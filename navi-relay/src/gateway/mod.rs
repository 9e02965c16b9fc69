//! Completion gateway boundary.
//!
//! Abstracts the outbound text-completion API behind a trait so the
//! request handler (and its tests) never depend on a live upstream.

mod gemini;

pub use gemini::GeminiGateway;

use async_trait::async_trait;

use crate::session::Message;

/// Stateless adapter from a message history to one completion call.
#[async_trait]
pub trait CompletionGateway: Send + Sync {
    /// Get the gateway name.
    fn name(&self) -> &str;

    /// Produce one assistant reply for the given history.
    ///
    /// Single attempt, bounded timeout; retry policy belongs to callers.
    async fn complete(&self, history: &[Message]) -> Result<String, GatewayError>;
}

/// Error from the upstream completion API.
#[derive(Debug, Clone)]
pub struct GatewayError {
    pub gateway: String,
    pub message: String,
    pub status_code: Option<u16>,
}

impl GatewayError {
    pub fn new(gateway: impl Into<String>, message: impl Into<String>) -> Self {
        Self {
            gateway: gateway.into(),
            message: message.into(),
            status_code: None,
        }
    }

    pub fn with_status(mut self, status: u16) -> Self {
        self.status_code = Some(status);
        self
    }
}

impl std::fmt::Display for GatewayError {
    fn fmt(&self, f: &mut std::fmt::Formatter<'_>) -> std::fmt::Result {
        match self.status_code {
            Some(status) => write!(f, "[{}:{}] {}", self.gateway, status, self.message),
            None => write!(f, "[{}] {}", self.gateway, self.message),
        }
    }
}

impl std::error::Error for GatewayError {}
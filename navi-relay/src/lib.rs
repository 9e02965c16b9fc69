//! Navi Relay - a session-keeping HTTP relay in front of a
//! text-completion API.
//!
//! This crate provides the relay service:
//! - Per-session conversation history with sliding-window truncation
//! - A self-expiring session store with a background eviction sweep
//! - A swappable completion gateway (Gemini)
//! - Fire-and-forget conversation logging (file + webhook)
//!
//! ## Architecture
//!
//! ```text
//! Client → /prompt → Session Store (get-or-create, lock)
//!                        ↓
//!                  Completion Gateway → upstream API
//!                        ↓
//!                  history update → conversation sinks → response
//! ```
//!
//! A periodic sweeper evicts sessions idle past the configured timeout,
//! independently of the request path.

#![warn(clippy::all)]
#![allow(clippy::pedantic)]

pub mod gateway;
pub mod routes;
pub mod session;
pub mod sink;

pub use gateway::{CompletionGateway, GatewayError, GeminiGateway};
pub use routes::{build_router, AppState};
pub use session::{Message, Role, Session, SessionStore, Sweeper};
pub use sink::{ConversationRecord, ConversationSink, FanoutSink, FileSink, NullSink, WebhookSink};

use std::net::{IpAddr, SocketAddr};
use std::sync::Arc;

use tower_http::cors::{Any, CorsLayer};

use navi_common::config::Config;

/// Build the application state from resolved configuration.
///
/// Returns the state plus the store handle the caller hands to a
/// [`Sweeper`]. Fails when the conversation log cannot be opened.
pub fn build_state(config: &Config) -> anyhow::Result<(AppState, Arc<SessionStore>)> {
    let base_prompt = config.llm.load_base_prompt();
    let store = Arc::new(SessionStore::new(base_prompt, config.session.idle_timeout()));

    let gateway: Option<Arc<dyn CompletionGateway>> = match config.llm.resolve_api_key() {
        Some(key) => Some(Arc::new(GeminiGateway::new(key, config.llm.model.clone()))),
        None => {
            tracing::warn!(
                "no completion API key resolved; /prompt will answer with a configuration error"
            );
            None
        }
    };

    let mut sinks: Vec<Arc<dyn ConversationSink>> = vec![Arc::new(FileSink::open(
        &config.logging.conversation_log,
    )?)];
    if let Some(ref url) = config.logging.webhook_url {
        sinks.push(Arc::new(WebhookSink::new(url)));
    }
    let sink: Arc<dyn ConversationSink> = Arc::new(FanoutSink::new(sinks));

    let state = AppState {
        store: Arc::clone(&store),
        gateway,
        sink,
        max_history: config.session.max_history,
    };

    Ok((state, store))
}

/// Start the relay server and run until a shutdown signal arrives.
pub async fn start_server(config: &Config) -> anyhow::Result<()> {
    let (state, store) = build_state(config)?;

    let sweeper = Sweeper::spawn(Arc::clone(&store), config.session.sweep_interval());

    let cors = CorsLayer::new()
        .allow_origin(Any)
        .allow_methods(Any)
        .allow_headers(Any);

    let router = build_router(state).layer(cors);

    let addr = SocketAddr::from((
        config.server.host.parse::<IpAddr>()?,
        config.server.port,
    ));

    tracing::info!(%addr, "starting Navi Relay");
    tracing::info!(
        model = %config.llm.model,
        session_timeout_secs = config.session.idle_timeout_secs,
        conversation_log = %config.logging.conversation_log.display(),
        webhook = config.logging.webhook_url.is_some(),
        "relay configured"
    );

    let listener = tokio::net::TcpListener::bind(addr).await?;
    axum::serve(listener, router)
        .with_graceful_shutdown(shutdown_signal())
        .await?;

    sweeper.shutdown().await;
    tracing::info!("relay stopped");

    Ok(())
}

async fn shutdown_signal() {
    let _ = tokio::signal::ctrl_c().await;
    tracing::info!("shutdown signal received");
}
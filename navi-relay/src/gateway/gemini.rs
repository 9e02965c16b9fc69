//! Google Gemini completion gateway.
//!
//! Speaks the `generateContent` API. The whole history is flattened
//! into a single role-labelled conversation text, which keeps the
//! request shape independent of Gemini's role vocabulary.

use super::{CompletionGateway, GatewayError};
use crate::session::{Message, Role};
use async_trait::async_trait;
use reqwest::Client;
use serde::{Deserialize, Serialize};
use std::time::Duration;

const DEFAULT_BASE_URL: &str = "https://generativelanguage.googleapis.com/v1beta";
const REQUEST_TIMEOUT: Duration = Duration::from_secs(30);
const CONNECT_TIMEOUT: Duration = Duration::from_secs(10);

/// Gemini `generateContent` adapter.
pub struct GeminiGateway {
    api_key: String,
    model: String,
    base_url: String,
    client: Client,
}

// ══════════════════════════════════════════════════════════════════════════════
// API REQUEST/RESPONSE TYPES
// ══════════════════════════════════════════════════════════════════════════════

#[derive(Debug, Serialize)]
struct GenerateContentRequest {
    contents: Vec<Content>,
}

#[derive(Debug, Serialize)]
struct Content {
    parts: Vec<Part>,
}

#[derive(Debug, Serialize)]
struct Part {
    text: String,
}

#[derive(Debug, Deserialize)]
struct GenerateContentResponse {
    candidates: Option<Vec<Candidate>>,
}

#[derive(Debug, Deserialize)]
struct Candidate {
    content: CandidateContent,
}

#[derive(Debug, Deserialize)]
struct CandidateContent {
    parts: Option<Vec<ResponsePart>>,
}

#[derive(Debug, Deserialize)]
struct ResponsePart {
    text: Option<String>,
}

impl GeminiGateway {
    /// Create a new Gemini gateway for the given key and model.
    pub fn new(api_key: impl Into<String>, model: impl Into<String>) -> Self {
        Self {
            api_key: api_key.into(),
            model: model.into(),
            base_url: DEFAULT_BASE_URL.to_string(),
            client: Client::builder()
                .timeout(REQUEST_TIMEOUT)
                .connect_timeout(CONNECT_TIMEOUT)
                .build()
                .unwrap_or_else(|_| Client::new()),
        }
    }

    /// Override the API base URL (tests point this at a local mock).
    pub fn with_base_url(mut self, base_url: &str) -> Self {
        self.base_url = base_url.trim_end_matches('/').to_string();
        self
    }

    /// Flatten the history into one labelled conversation text.
    fn flatten_history(history: &[Message]) -> String {
        let mut text = String::new();
        for message in history {
            text.push_str(message.role.as_str());
            text.push_str(": ");
            text.push_str(&message.content);
            match message.role {
                Role::System => text.push_str("\n\n"),
                Role::User | Role::Assistant => text.push('\n'),
            }
        }
        text
    }
}

#[async_trait]
impl CompletionGateway for GeminiGateway {
    fn name(&self) -> &str {
        "gemini"
    }

    async fn complete(&self, history: &[Message]) -> Result<String, GatewayError> {
        let request = GenerateContentRequest {
            contents: vec![Content {
                parts: vec![Part {
                    text: Self::flatten_history(history),
                }],
            }],
        };

        let url = format!(
            "{}/models/{}:generateContent?key={}",
            self.base_url, self.model, self.api_key
        );

        let response = self
            .client
            .post(&url)
            .json(&request)
            .send()
            .await
            .map_err(|e| GatewayError::new("gemini", format!("request failed: {e}")))?;

        let status = response.status();
        if !status.is_success() {
            let body = response.text().await.unwrap_or_default();
            return Err(GatewayError::new(
                "gemini",
                format!("API error ({}): {}", status.as_u16(), body),
            )
            .with_status(status.as_u16()));
        }

        let result: GenerateContentResponse = response
            .json()
            .await
            .map_err(|e| GatewayError::new("gemini", format!("failed to parse response: {e}")))?;

        let candidate = result
            .candidates
            .and_then(|c| c.into_iter().next())
            .ok_or_else(|| GatewayError::new("gemini", "no candidates in response"))?;

        candidate
            .content
            .parts
            .and_then(|p| p.into_iter().next())
            .and_then(|p| p.text)
            .ok_or_else(|| GatewayError::new("gemini", "no content parts in response"))
    }
}
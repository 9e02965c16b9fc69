//! Navi Relay - main entry point.

use std::path::PathBuf;

use anyhow::Result;
use clap::Parser;

use navi_common::config::Config;
use navi_common::logging::init_logging;

/// Session-keeping HTTP relay in front of the Gemini completion API.
#[derive(Parser, Debug)]
#[command(name = "navi-relay")]
#[command(version)]
#[command(about = "Stateful chat relay with per-session history", long_about = None)]
struct Cli {
    /// Host to bind the server to
    #[arg(long, default_value = "127.0.0.1")]
    host: String,

    /// Port to bind the server to
    #[arg(short, long, default_value_t = 8080)]
    port: u16,

    /// Path to a file containing the base system prompt (optional)
    #[arg(long)]
    prompt_file: Option<PathBuf>,

    /// Path to the conversation log file
    #[arg(long, default_value = "chatbot.log")]
    log_file: PathBuf,

    /// Session idle timeout in seconds
    #[arg(short = 't', long, default_value_t = 60)]
    timeout_secs: u64,

    /// Webhook URL notified of each conversation turn (optional)
    #[arg(long)]
    webhook_url: Option<String>,

    /// Log level (trace, debug, info, warn, error)
    #[arg(long, default_value = "info")]
    log_level: String,

    /// Log format (pretty, json)
    #[arg(long, default_value = "pretty")]
    log_format: String,
}

impl Cli {
    fn into_config(self) -> Config {
        let mut config = Config::default();
        config.server.host = self.host;
        config.server.port = self.port;
        config.session.idle_timeout_secs = self.timeout_secs;
        config.llm.prompt_file = self.prompt_file;
        config.logging.conversation_log = self.log_file;
        config.logging.webhook_url = self.webhook_url;
        config.logging.level = self.log_level;
        config.logging.format = self.log_format;
        config
    }
}

#[tokio::main]
async fn main() -> Result<()> {
    let config = Cli::parse().into_config();

    init_logging(&config.logging.level, &config.logging.format);

    tracing::info!("Navi Relay v{}", env!("CARGO_PKG_VERSION"));

    navi_relay::start_server(&config).await
}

PROBLEM REQUIREMENTS: Retype the records above from the very first line down to the line with "fn name(&self) -> &str;", keeping both of those lines. Include nothing beyond them.

OUTPUT BELOW:
filename navi-relay/src/gateway/mod.rs
repository 9e02965c16b9fc69
//! Completion gateway boundary.
//!
//! Abstracts the outbound text-completion API behind a trait so the
//! request handler (and its tests) never depend on a live upstream.

mod gemini;

pub use gemini::GeminiGateway;

use async_trait::async_trait;

use crate::session::Message;

/// Stateless adapter from a message history to one completion call.
#[async_trait]
pub trait CompletionGateway: Send + Sync {
    /// Get the gateway name.
    fn name(&self) -> &str;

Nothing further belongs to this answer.